EXERCISE DESCRIPTION |
Present the following data again exactly as it is shown.

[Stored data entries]
___

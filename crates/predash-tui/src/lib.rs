//! predash-tui - TUI frontend for predash using Ratatui

pub mod app;
pub mod components;
pub mod tabs;
pub mod theme;
pub mod ui;

pub use app::App;

use anyhow::Result;
use crossterm::{
    event::{self, Event, KeyEventKind},
    execute,
    terminal::{disable_raw_mode, enable_raw_mode, EnterAlternateScreen, LeaveAlternateScreen},
};
use ratatui::prelude::*;
use std::io;
use std::time::Duration;

/// Run the TUI application
pub async fn run() -> Result<()> {
    // Setup terminal
    enable_raw_mode()?;
    let mut stdout = io::stdout();
    execute!(stdout, EnterAlternateScreen)?;
    let backend = CrosstermBackend::new(stdout);
    let mut terminal = Terminal::new(backend)?;

    // App fires the initial fetches on construction
    let mut app = App::new();
    let mut ui = ui::Ui::new();

    let result = run_loop(&mut terminal, &mut app, &mut ui).await;

    // Restore terminal
    disable_raw_mode()?;
    execute!(terminal.backend_mut(), LeaveAlternateScreen)?;
    terminal.show_cursor()?;

    result
}

async fn run_loop<B: Backend>(
    terminal: &mut Terminal<B>,
    app: &mut App,
    ui: &mut ui::Ui,
) -> Result<()>
where
    <B as Backend>::Error: Send + Sync + 'static,
{
    loop {
        terminal.draw(|f| ui.render(f, app))?;

        // Poll with a timeout so in-flight fetches repaint as they land
        if event::poll(Duration::from_millis(100))? {
            if let Event::Key(key) = event::read()? {
                if key.kind == KeyEventKind::Press {
                    let handled = app.handle_key(key.code);
                    if !handled {
                        ui.handle_tab_key(key.code, app);
                    }
                }
            }
        }

        if app.should_quit {
            return Ok(());
        }
    }
}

___

ANSWER BOX |
filename crates/predash-tui/src/lib.rs
//! predash-tui - TUI frontend for predash using Ratatui

pub mod app;
pub mod components;
pub mod tabs;
pub mod theme;
pub mod ui;

pub use app::App;

use anyhow::Result;
use crossterm::{
    event::{self, Event, KeyEventKind},
    execute,
    terminal::{disable_raw_mode, enable_raw_mode, EnterAlternateScreen, LeaveAlternateScreen},
};
use ratatui::prelude::*;
use std::io;
use std::time::Duration;

/// Run the TUI application
pub async fn run() -> Result<()> {
    // Setup terminal
    enable_raw_mode()?;
    let mut stdout = io::stdout();
    execute!(stdout, EnterAlternateScreen)?;
    let backend = CrosstermBackend::new(stdout);
    let mut terminal = Terminal::new(backend)?;

    // App fires the initial fetches on construction
    let mut app = App::new();
    let mut ui = ui::Ui::new();

    let result = run_loop(&mut terminal, &mut app, &mut ui).await;

    // Restore terminal
    disable_raw_mode()?;
    execute!(terminal.backend_mut(), LeaveAlternateScreen)?;
    terminal.show_cursor()?;

    result
}

async fn run_loop<B: Backend>(
    terminal: &mut Terminal<B>,
    app: &mut App,
    ui: &mut ui::Ui,
) -> Result<()>
where
    <B as Backend>::Error: Send + Sync + 'static,
{
    loop {
        terminal.draw(|f| ui.render(f, app))?;

        // Poll with a timeout so in-flight fetches repaint as they land
        if event::poll(Duration::from_millis(100))? {
            if let Event::Key(key) = event::read()? {
                if key.kind == KeyEventKind::Press {
                    let handled = app.handle_key(key.code);
                    if !handled {
                        ui.handle_tab_key(key.code, app);
                    }
                }
            }
        }

        if app.should_quit {
            return Ok(());
        }
    }
}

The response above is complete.